OFFERING sex for money (solliciting) is illegal in Senegal, but having sex for money is not. In th is mostly Muslim African country, a sex worker may ply her trade as long as she is registered as a prostitute, has regular check-ups at a designated clinic and is discreet. Dakar, Senegal’s capital, is one of the commercial sex capitals of Africa, with prostitutes coming from all over the sub-region as well as the Middle East. Why then does Senegal have one of the lowest number of AIDS cases in Africa — less than 3,000, in a population of 8.3 million? The World Health Organisation (WHO) says that legalising prostitution is part of the reason. Senegal’s government has been registering sex workers since 1966 — long before AIDS was ever heard of — to combat sexually transmitted diseases (STDs) like Syphilis and Gonorrhoea.

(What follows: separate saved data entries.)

//! Query-time flow: embed, prune by cluster, fan out the subtract query, rank by
//! reconstructed distance, then fetch and reveal the winning chunks.

use std::collections::HashMap;
use std::sync::Arc;
use std::time::Instant;

use serde::Serialize;
use serde_json::json;
use tracing::{debug, info, warn};
use uuid::Uuid;

use crate::aggregate::{aggregate_chunks, aggregate_differences, ScoredDocument};
use crate::clusters::{ClusterLocator, NearestClusters};
use crate::embedder::Embedder;
use crate::error::{RagError, Result};
use crate::nodes::{Identifier, NodeRegistry};
use crate::records::{ChunkRecord, DifferenceRecord};
use crate::session::Session;
use crate::shares::{encrypt_vector, split_by_node};

/// Knobs of a single query.
#[derive(Debug, Clone, Copy, PartialEq, Eq)]
pub struct QueryOptions {
    /// Chunks returned, most relevant first.
    pub num_chunks: usize,
    /// Nearest clusters searched when clustering is configured; `0` searches everything.
    pub num_clusters: usize,
    /// Keep going when some nodes fail the fan-out instead of failing immediately.
    pub allow_degraded: bool,
}

impl Default for QueryOptions {
    fn default() -> Self {
        Self {
            num_chunks: 2,
            num_clusters: 1,
            allow_degraded: false,
        }
    }
}

/// One ranked answer.
#[derive(Debug, Clone, PartialEq, Serialize)]
pub struct RetrievedChunk {
    /// Document id shared by every node.
    pub document_id: Uuid,
    /// Revealed chunk text.
    pub chunk: String,
    /// Euclidean distance between the query and the document embedding.
    pub distance: f64,
}

#[derive(Serialize)]
struct ExecuteBody<'a> {
    id: &'a str,
    variables: ExecuteVariables<'a>,
}

#[derive(Serialize)]
struct ExecuteVariables<'a> {
    query_embedding: &'a [i64],
    #[serde(skip_serializing_if = "Option::is_none")]
    closest_centroids: Option<&'a [u32]>,
}

#[derive(Serialize)]
struct ReadBody<'a> {
    schema: &'a str,
    filter: serde_json::Value,
}

/// Runs queries against a [`Session`].
#[derive(Clone)]
pub struct QueryCoordinator {
    embedder: Arc<dyn Embedder>,
    locator: ClusterLocator,
    options: QueryOptions,
}

impl QueryCoordinator {
    /// Coordinator embedding queries with `embedder`.
    pub fn new(embedder: Arc<dyn Embedder>, options: QueryOptions) -> Self {
        Self {
            embedder,
            locator: ClusterLocator::default(),
            options,
        }
    }

    /// Options applied to every query.
    pub fn options(&self) -> QueryOptions {
        self.options
    }

    /// Replaces the options.
    pub fn set_options(&mut self, options: QueryOptions) {
        self.options = options;
    }

    /// Embeds `query` on the blocking pool.
    pub async fn embed_query(&self, query: &str) -> Result<Vec<f32>> {
        let query = validate_query(query)?.to_string();
        let embedder = Arc::clone(&self.embedder);
        let embedding = tokio::task::spawn_blocking(move || embedder.embed(&query))
            .await
            .map_err(|err| RagError::Embedding(format!("embedding task failed: {err}")))??;
        if embedding.is_empty() {
            return Err(RagError::Embedding("embedder returned an empty vector".into()));
        }
        Ok(embedding)
    }

    /// The `num_chunks` chunks nearest to `query`, most relevant first.
    pub async fn top_chunks(&self, session: &Session, query: &str) -> Result<Vec<RetrievedChunk>> {
        let started = Instant::now();
        let embedding = self.embed_query(query).await?;
        phase("embedding", started);
        self.top_chunks_for_embedding(session, &embedding).await
    }

    /// Same as [`QueryCoordinator::top_chunks`] for an already embedded query.
    pub async fn top_chunks_for_embedding(
        &self,
        session: &Session,
        embedding: &[f32],
    ) -> Result<Vec<RetrievedChunk>> {
        self.search(session, embedding, self.options).await
    }

    /// Runs every phase after embedding with per-call `options`.
    pub async fn search(
        &self,
        session: &Session,
        embedding: &[f32],
        options: QueryOptions,
    ) -> Result<Vec<RetrievedChunk>> {
        if options.num_chunks == 0 {
            return Err(RagError::InvalidQuery("num_chunks must be at least 1".into()));
        }
        if embedding.is_empty() {
            return Err(RagError::InvalidQuery("query embedding is empty".into()));
        }
        let total = Instant::now();

        let started = Instant::now();
        let clusters = self.clustering(session, embedding, options.num_clusters).await?;
        phase("clustering", started);

        let started = Instant::now();
        let parties = session.registry().len();
        let query_shares = split_by_node(&encrypt_vector(session.sharer(), embedding)?, parties)?;
        phase("sharing", started);

        let started = Instant::now();
        let differences =
            fan_out_subtract(session, &query_shares, &clusters, options.allow_degraded).await?;
        phase("fanout", started);

        let started = Instant::now();
        let aggregated = aggregate_differences(session.sharer(), differences);
        if aggregated.incomplete > 0 || aggregated.rejected > 0 {
            warn!(
                incomplete = aggregated.incomplete,
                rejected = aggregated.rejected,
                "dropped documents that did not reconstruct"
            );
        }
        let mut ranked = aggregated.documents;
        if ranked.is_empty() {
            return Err(RagError::NoResults);
        }
        phase("aggregation", started);

        let started = Instant::now();
        rank(&mut ranked, options.num_chunks);
        phase("ranking", started);

        let started = Instant::now();
        let chunks = fetch_chunks(session, &ranked, options.allow_degraded).await?;
        phase("chunk_fetch", started);

        let started = Instant::now();
        let revealed = reveal_in_rank_order(session, &ranked, chunks);
        phase("reveal", started);

        if revealed.is_empty() {
            return Err(RagError::NoResults);
        }
        info!(
            results = revealed.len(),
            elapsed_ms = total.elapsed().as_millis() as u64,
            "query answered"
        );
        Ok(revealed)
    }

    async fn clustering(
        &self,
        session: &Session,
        embedding: &[f32],
        num_clusters: usize,
    ) -> Result<NearestClusters> {
        let registry = session.registry();
        let configured =
            registry.has(Identifier::ClustersSchema) && registry.has(Identifier::ClusterSubtractQuery);
        if !configured || num_clusters == 0 {
            return Ok(NearestClusters::unfiltered());
        }
        match self
            .locator
            .closest_centroids(session, embedding, num_clusters)
            .await
        {
            Ok(clusters) => Ok(clusters),
            Err(err @ (RagError::Transport { .. } | RagError::Protocol { .. })) => {
                warn!(error = %err, "centroid lookup failed; searching every cluster");
                Ok(NearestClusters::unfiltered())
            }
            Err(err) => Err(err),
        }
    }
}

async fn fan_out_subtract(
    session: &Session,
    query_shares: &[Vec<i64>],
    clusters: &NearestClusters,
    allow_degraded: bool,
) -> Result<Vec<Vec<DifferenceRecord>>> {
    let registry = session.registry();
    let which = if clusters.labels.is_some() {
        Identifier::ClusterSubtractQuery
    } else {
        Identifier::SubtractQuery
    };
    let query_ids = (0..registry.len())
        .map(|index| registry.require(index, which))
        .collect::<Result<Vec<&str>>>()?;
    let labels = clusters.labels.as_deref();
    let client = session.client();
    let results = session
        .fan_out(|index, node, token| {
            let body = ExecuteBody {
                id: query_ids[index],
                variables: ExecuteVariables {
                    query_embedding: &query_shares[index],
                    closest_centroids: labels,
                },
            };
            async move {
                client
                    .post_data::<_, DifferenceRecord>(node, &token, "queries/execute", &body)
                    .await
            }
        })
        .await;
    settle(registry, results, allow_degraded)
}

async fn fetch_chunks(
    session: &Session,
    ranked: &[ScoredDocument],
    allow_degraded: bool,
) -> Result<Vec<Vec<ChunkRecord>>> {
    let registry = session.registry();
    let schema_ids = (0..registry.len())
        .map(|index| registry.require(index, Identifier::Schema))
        .collect::<Result<Vec<&str>>>()?;
    let ids: Vec<String> = ranked.iter().map(|doc| doc.id.to_string()).collect();
    let filter = json!({"_id": {"$in": ids}});
    let client = session.client();
    let results = session
        .fan_out(|index, node, token| {
            let body = ReadBody {
                schema: schema_ids[index],
                filter: filter.clone(),
            };
            async move {
                client
                    .post_data::<_, ChunkRecord>(node, &token, "data/read", &body)
                    .await
            }
        })
        .await;
    settle(registry, results, allow_degraded)
}

/// Orders by ascending distance and keeps the first `limit`. The sort is stable, so equal
/// distances keep their aggregation order.
fn rank(documents: &mut Vec<ScoredDocument>, limit: usize) {
    documents.sort_by(|a, b| a.distance.total_cmp(&b.distance));
    documents.truncate(limit);
}

fn validate_query(query: &str) -> Result<&str> {
    let trimmed = query.trim();
    if trimmed.is_empty() {
        return Err(RagError::InvalidQuery("query text is empty".into()));
    }
    Ok(trimmed)
}

fn phase(name: &'static str, started: Instant) {
    debug!(
        phase = name,
        elapsed_ms = started.elapsed().as_secs_f64() * 1000.0,
        "query phase finished"
    );
}

/// Resolves a fan-out. Node failures become [`RagError::NodeUnavailable`] unless
/// degraded mode is on, in which case a failed node contributes no rows.
fn settle<T>(
    registry: &NodeRegistry,
    results: Vec<Result<Vec<T>>>,
    allow_degraded: bool,
) -> Result<Vec<Vec<T>>> {
    let mut rows = Vec::with_capacity(results.len());
    let mut failed = Vec::new();
    for (index, result) in results.into_iter().enumerate() {
        match result {
            Ok(data) => rows.push(data),
            Err(err @ (RagError::Transport { .. } | RagError::Protocol { .. })) => {
                let url = registry
                    .get(index)
                    .map(|node| node.url.clone())
                    .unwrap_or_else(|| format!("#{index}"));
                warn!(node = %url, error = %err, "node failed during fan-out");
                failed.push(url);
                rows.push(Vec::new());
            }
            Err(err) => return Err(err),
        }
    }
    if !failed.is_empty() && !allow_degraded {
        return Err(RagError::NodeUnavailable { nodes: failed });
    }
    Ok(rows)
}

fn reveal_in_rank_order(
    session: &Session,
    ranked: &[ScoredDocument],
    per_node: Vec<Vec<ChunkRecord>>,
) -> Vec<RetrievedChunk> {
    let aggregated = aggregate_chunks(session.sharer(), per_node);
    if aggregated.incomplete > 0 || aggregated.rejected > 0 {
        warn!(
            incomplete = aggregated.incomplete,
            rejected = aggregated.rejected,
            "dropped chunks that did not reconstruct"
        );
    }
    let mut chunks: HashMap<Uuid, Vec<u8>> = aggregated.documents.into_iter().collect();
    ranked
        .iter()
        .filter_map(|doc| {
            let bytes = chunks.remove(&doc.id)?;
            match String::from_utf8(bytes) {
                Ok(chunk) => Some(RetrievedChunk {
                    document_id: doc.id,
                    chunk,
                    distance: doc.distance,
                }),
                Err(err) => {
                    warn!(document = %doc.id, error = %err, "dropping chunk that is not UTF-8");
                    None
                }
            }
        })
        .collect()
}

#[cfg(test)]
mod tests {
    use super::*;
    use crate::nodes::Node;

    fn registry() -> NodeRegistry {
        NodeRegistry::new(vec![Node::new("http://a", "did:a"), Node::new("http://b", "did:b")])
            .unwrap()
    }

    fn protocol(node: &str) -> RagError {
        RagError::Protocol {
            node: node.into(),
            detail: "returned 500".into(),
        }
    }

    #[test]
    fn empty_query_is_rejected() {
        assert!(matches!(validate_query("  \n"), Err(RagError::InvalidQuery(_))));
        assert_eq!(validate_query(" Asia ").unwrap(), "Asia");
    }

    #[test]
    fn failed_node_is_unavailable_unless_degraded() {
        let results = || vec![Ok(vec![1u8]), Err(protocol("http://b"))];
        match settle(&registry(), results(), false) {
            Err(RagError::NodeUnavailable { nodes }) => assert_eq!(nodes, vec!["http://b"]),
            other => panic!("unexpected {other:?}"),
        }
        let rows = settle(&registry(), results(), true).unwrap();
        assert_eq!(rows, vec![vec![1u8], vec![]]);
    }

    #[test]
    fn config_errors_are_not_node_failures() {
        let results: Vec<Result<Vec<u8>>> = vec![Ok(vec![]), Err(RagError::Config("x".into()))];
        assert!(matches!(
            settle(&registry(), results, true),
            Err(RagError::Config(_))
        ));
    }

    #[test]
    fn ties_keep_aggregation_order() {
        let ids: Vec<Uuid> = (0..4).map(|_| Uuid::new_v4()).collect();
        let mut documents = vec![
            ScoredDocument { id: ids[0], distance: 0.5 },
            ScoredDocument { id: ids[1], distance: 0.25 },
            ScoredDocument { id: ids[2], distance: 0.5 },
            ScoredDocument { id: ids[3], distance: 0.25 },
        ];
        rank(&mut documents, 3);
        let order: Vec<Uuid> = documents.iter().map(|doc| doc.id).collect();
        assert_eq!(order, vec![ids[1], ids[3], ids[0]]);
    }

    #[test]
    fn default_options() {
        let options = QueryOptions::default();
        assert_eq!(options.num_chunks, 2);
        assert!(!options.allow_degraded);
    }
}
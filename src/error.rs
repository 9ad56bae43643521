//! Error taxonomy shared by the write, query and setup paths.

/// Result alias used throughout the library.
pub type Result<T> = std::result::Result<T, RagError>;

/// Failure modes surfaced by the coordinator.
///
/// `Transport` failures are retried inside the node client before they ever
/// reach a caller; everything else is returned as-is.
#[derive(Debug, thiserror::Error)]
pub enum RagError {
    /// Missing or invalid node list, signing key or identifiers.
    #[error("configuration error: {0}")]
    Config(String),

    /// Connection failure or timeout talking to a node, after the retry budget.
    #[error("transport error talking to {node}: {source}")]
    Transport {
        /// Base URL of the node.
        node: String,
        /// Underlying HTTP client error.
        #[source]
        source: reqwest::Error,
    },

    /// Non-2xx status or a 2xx body missing the expected payload.
    #[error("protocol error from {node}: {detail}")]
    Protocol {
        /// Base URL of the node.
        node: String,
        /// What the node returned.
        detail: String,
    },

    /// Share set for a value was incomplete or carried mismatched precision.
    #[error("reconstruction failed: {0}")]
    Reconstruction(String),

    /// Query text was empty.
    #[error("invalid query: {0}")]
    InvalidQuery(String),

    /// One or more nodes exhausted retries during a fan-out.
    #[error("nodes unavailable: {}", nodes.join(", "))]
    NodeUnavailable {
        /// Base URLs of the failing nodes.
        nodes: Vec<String>,
    },

    /// No document could be fully reconstructed.
    #[error("no documents could be reconstructed from node responses")]
    NoResults,

    /// Caller-supplied data violated a precondition.
    #[error("invalid input: {0}")]
    Input(String),

    /// Token signing failed.
    #[error("auth error: {0}")]
    Auth(String),

    /// The embedding backend failed.
    #[error("embedding failed: {0}")]
    Embedding(String),
}

impl RagError {
    /// Base URL of the node this error is attributed to, if any.
    pub fn node(&self) -> Option<&str> {
        match self {
            RagError::Transport { node, .. } | RagError::Protocol { node, .. } => Some(node),
            _ => None,
        }
    }
}
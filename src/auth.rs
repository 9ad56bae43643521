//! Short-lived bearer tokens for node requests.
//!
//! Tokens are ES256K JWTs (`{iss: org, aud: node did, exp}`) signed with the
//! organization's secp256k1 key. When no key is configured the provider falls back to
//! the static `bearer_token` carried by each node.

use std::sync::Mutex;
use std::time::{Duration, SystemTime, UNIX_EPOCH};

use base64::engine::general_purpose::URL_SAFE_NO_PAD;
use base64::Engine;
use k256::ecdsa::signature::Signer;
use k256::ecdsa::{Signature, SigningKey};
use serde::Serialize;

use crate::error::{RagError, Result};
use crate::nodes::{Node, NodeRegistry};

/// Default token lifetime.
pub const DEFAULT_TOKEN_TTL: Duration = Duration::from_secs(3600);

/// Tokens this close to expiry are re-signed.
const REFRESH_SKEW: Duration = Duration::from_secs(30);

struct OrgSigner {
    key: SigningKey,
    org_did: String,
}

#[derive(Clone)]
struct CachedToken {
    token: String,
    expires_at: u64,
}

#[derive(Serialize)]
struct JwtHeader<'a> {
    alg: &'a str,
    typ: &'a str,
}

#[derive(Serialize)]
struct JwtClaims<'a> {
    iss: &'a str,
    aud: &'a str,
    exp: u64,
}

/// Produces one bearer token per node.
pub struct TokenProvider {
    signer: Option<OrgSigner>,
    ttl: Duration,
    cache: Mutex<Vec<Option<CachedToken>>>,
}

impl TokenProvider {
    /// Signs tokens with the hex-encoded secp256k1 organization key.
    pub fn from_hex_key(secret_key: &str, org_did: &str, ttl: Duration) -> Result<Self> {
        let bytes = hex::decode(secret_key.trim())
            .map_err(|err| RagError::Auth(format!("organization key is not hex: {err}")))?;
        let key = SigningKey::from_slice(&bytes)
            .map_err(|err| RagError::Auth(format!("invalid secp256k1 key: {err}")))?;
        if org_did.trim().is_empty() {
            return Err(RagError::Config("organization did is required".into()));
        }
        Ok(Self {
            signer: Some(OrgSigner {
                key,
                org_did: org_did.to_string(),
            }),
            ttl: ttl.max(REFRESH_SKEW * 2),
            cache: Mutex::new(Vec::new()),
        })
    }

    /// Uses each node's configured `bearer_token` as-is.
    pub fn static_tokens() -> Self {
        Self {
            signer: None,
            ttl: DEFAULT_TOKEN_TTL,
            cache: Mutex::new(Vec::new()),
        }
    }

    /// Signs a fresh token for `audience`.
    pub fn sign(&self, audience: &str) -> Result<String> {
        let signer = self
            .signer
            .as_ref()
            .ok_or_else(|| RagError::Config("no organization key configured".into()))?;
        let exp = unix_now() + self.ttl.as_secs();
        encode_jwt(&signer.key, &signer.org_did, audience, exp)
    }

    /// Token for the node at party index `index`, re-signed when close to expiry.
    pub fn token_for(&self, index: usize, node: &Node) -> Result<String> {
        let Some(signer) = &self.signer else {
            return node.bearer_token.clone().ok_or_else(|| {
                RagError::Config(format!(
                    "node {} has no bearer token and no organization key is configured",
                    node.url
                ))
            });
        };
        let now = unix_now();
        let mut cache = self
            .cache
            .lock()
            .map_err(|_| RagError::Auth("token cache poisoned".into()))?;
        if cache.len() <= index {
            cache.resize(index + 1, None);
        }
        if let Some(cached) = &cache[index] {
            if cached.expires_at > now + REFRESH_SKEW.as_secs() {
                return Ok(cached.token.clone());
            }
        }
        let expires_at = now + self.ttl.as_secs();
        let token = encode_jwt(&signer.key, &signer.org_did, &node.did, expires_at)?;
        cache[index] = Some(CachedToken {
            token: token.clone(),
            expires_at,
        });
        Ok(token)
    }

    /// Issues (or reuses) a token for every node.
    pub fn issue_all(&self, registry: &NodeRegistry) -> Result<Vec<String>> {
        registry
            .iter()
            .enumerate()
            .map(|(index, node)| self.token_for(index, node))
            .collect()
    }
}

fn encode_jwt(key: &SigningKey, issuer: &str, audience: &str, exp: u64) -> Result<String> {
    let header = serde_json::to_vec(&JwtHeader {
        alg: "ES256K",
        typ: "JWT",
    })
    .map_err(|err| RagError::Auth(err.to_string()))?;
    let claims = serde_json::to_vec(&JwtClaims {
        iss: issuer,
        aud: audience,
        exp,
    })
    .map_err(|err| RagError::Auth(err.to_string()))?;
    let signing_input = format!(
        "{}.{}",
        URL_SAFE_NO_PAD.encode(header),
        URL_SAFE_NO_PAD.encode(claims)
    );
    let signature: Signature = key.sign(signing_input.as_bytes());
    Ok(format!(
        "{signing_input}.{}",
        URL_SAFE_NO_PAD.encode(signature.to_bytes())
    ))
}

fn unix_now() -> u64 {
    SystemTime::now()
        .duration_since(UNIX_EPOCH)
        .map(|d| d.as_secs())
        .unwrap_or(0)
}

Researchers agree that reducing STDs also reduces the rate of HIV infection. Each day, women crowd the clinic in downtown Dakar. “If you have yellow fever, if you have any little diseases they will tell you,” says a woman who gave her name as Sarah. “Sometimes they even give drugs for free. Otherwise you must buy them, or they will not stamp your card.” Registering does have its downsides. Sarah complains that police can harass her whether or not her card is up to date “And if you decide you no longer want to be a prostitute the de-registration process is slow if not impossible,” she says. Still, it’s worth it if the result is less AIDS. Problem is, many experts are not convinced that registering is the reason. Michael Tardy, who runs the Dakar clinic, admits that only about a quarter of Dakar’s professional prostitutes register. “The rest work clandestine.” Many women have sex for money in this society, she says. “Most don’t recognise themselves as prostitutes.” Some experts still see a logic for why AIDS levels are low. El Hadj Sy, co-ordinator of health programs for the NGO, Enda-Santi, says ‘informal’ sex workers often have only a few clients who become de facto husbands.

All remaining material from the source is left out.